Concerns About Digital Collections

The vast expansion of the historical record into new media between December 7, 1941 and September 11, 2001 presents serious challenges that will have to be surmounted in the coming years if future scholars and the public are to have access to an adequate record of the past. Yet despite the urgency of dealing with this mutating record, many in the cultural heritage community have major reservations about digital collecting, due in part to an understandable aversion to the complicated hardware and software involved, but more importantly because of some very real concerns about the nature of online work. At the same time that the web has enabled an exponential increase in cultural production, some argue that online collecting misses those older, less educated, or less well-to-do subjects who may not have access to the necessary technology.8 Furthermore, the shift from analog to digital entails a change from well-known and relatively stable forms such as paper to forms for which the preservation path is unclear.

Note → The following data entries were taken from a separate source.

//! Hookwire Webhook Store
//!
//! Persistence seam for webhook subscription records plus the registry
//! reader that turns stored records into normalized `WebhookConfig`s.
//! - `MemoryWebhookStore`: in-process store for development and tests
//! - `PostgresWebhookStore`: SQL store (feature `postgres`)

use std::fmt;

use async_trait::async_trait;
use hw_common::{generate_secret, WebhookStatus};
use hw_config::WebhookSeed;
use serde::{Deserialize, Serialize};
use thiserror::Error;
use tracing::info;

pub mod memory;
pub mod reader;

#[cfg(feature = "postgres")]
pub mod postgres;

pub use memory::MemoryWebhookStore;
pub use reader::{normalize_topics, NormalizedTopics, RegistryReader};

#[derive(Error, Debug)]
pub enum StoreError {
    #[error("Webhook not found: {0}")]
    NotFound(String),
    #[error("Invalid record: {0}")]
    Invalid(String),
    #[error("Database error: {0}")]
    Database(String),
    #[error("Serialization error: {0}")]
    Serialization(#[from] serde_json::Error),
}

#[cfg(feature = "postgres")]
impl From<sqlx::Error> for StoreError {
    fn from(e: sqlx::Error) -> Self {
        StoreError::Database(e.to_string())
    }
}

pub type Result<T> = std::result::Result<T, StoreError>;

/// A webhook record exactly as persisted.
///
/// `topics` holds raw JSON entries: flat keys such as `"order_created"` or
/// legacy `{"value": "order_created"}` objects.
#[derive(Clone, Serialize, Deserialize)]
pub struct StoredWebhook {
    pub id: String,
    pub delivery_url: String,
    pub secret: String,
    pub topics: Vec<serde_json::Value>,
    pub status: WebhookStatus,
    pub failure_count: u32,
}

impl StoredWebhook {
    /// Build a record from a config file seed, generating a secret when none is set
    pub fn from_seed(seed: WebhookSeed) -> Result<Self> {
        let status = WebhookStatus::parse(&seed.status)
            .map_err(|e| StoreError::Invalid(format!("webhook {}: {}", seed.id, e)))?;

        let secret = match seed.secret {
            Some(secret) if !secret.is_empty() => secret,
            _ => {
                info!(webhook_id = %seed.id, "Generated signing secret for webhook without one");
                generate_secret()
            }
        };

        Ok(Self {
            id: seed.id,
            delivery_url: seed.delivery_url,
            secret,
            topics: seed.topics,
            status,
            failure_count: seed.failure_count,
        })
    }
}

impl fmt::Debug for StoredWebhook {
    fn fmt(&self, f: &mut fmt::Formatter<'_>) -> fmt::Result {
        f.debug_struct("StoredWebhook")
            .field("id", &self.id)
            .field("delivery_url", &self.delivery_url)
            .field("secret", &"<redacted>")
            .field("topics", &self.topics)
            .field("status", &self.status)
            .field("failure_count", &self.failure_count)
            .finish()
    }
}

/// Webhook record persistence.
///
/// Counter updates must be atomic at the storage layer: concurrent
/// deliveries for the same webhook share nothing else.
#[async_trait]
pub trait WebhookStore: Send + Sync {
    /// All records regardless of status
    async fn list(&self) -> Result<Vec<StoredWebhook>>;

    async fn get(&self, id: &str) -> Result<Option<StoredWebhook>>;

    /// Replace the stored topic list with flat keys
    async fn save_topics(&self, id: &str, topics: &[String]) -> Result<()>;

    /// Increment the failure counter and return the new value
    async fn increment_failure_count(&self, id: &str) -> Result<u32>;

    async fn reset_failure_count(&self, id: &str) -> Result<()>;

    /// Store name for logging
    fn name(&self) -> &str;
}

Digital collections are characterized as being shallow and less useful for research than traditional archives, for which provenance and selection criteria are critical. It is unrealistic to expect that the Library of Congress could pre-screen 30,000 websites for quality or relevance to 9/11. The staggering numbers possible in digital collecting renders ineffectual some central tenets and time-honored procedures of archival and library science. Another common problem, encountered by many online collecting projects that actively solicit digital materials, is the opposite of this abundance: the failure to collect much at all because few people hear about or contribute to their websites. An inverse relationship between the quantity of digital artifacts gathered and the general quality of those artifacts may exist.9

Digital collections are indeed more susceptible to problems of quality because they often lack the helpful selection bias of a knowledgeable curator and the pressure to maintain strict criteria for inclusion engendered by limited physical storage space. Web collections formed around the submissions of scattered contributors or thousands of websites and blogs have a very different character from traditional archives. Digital collections tend to be less organized and more capricious in what they cover.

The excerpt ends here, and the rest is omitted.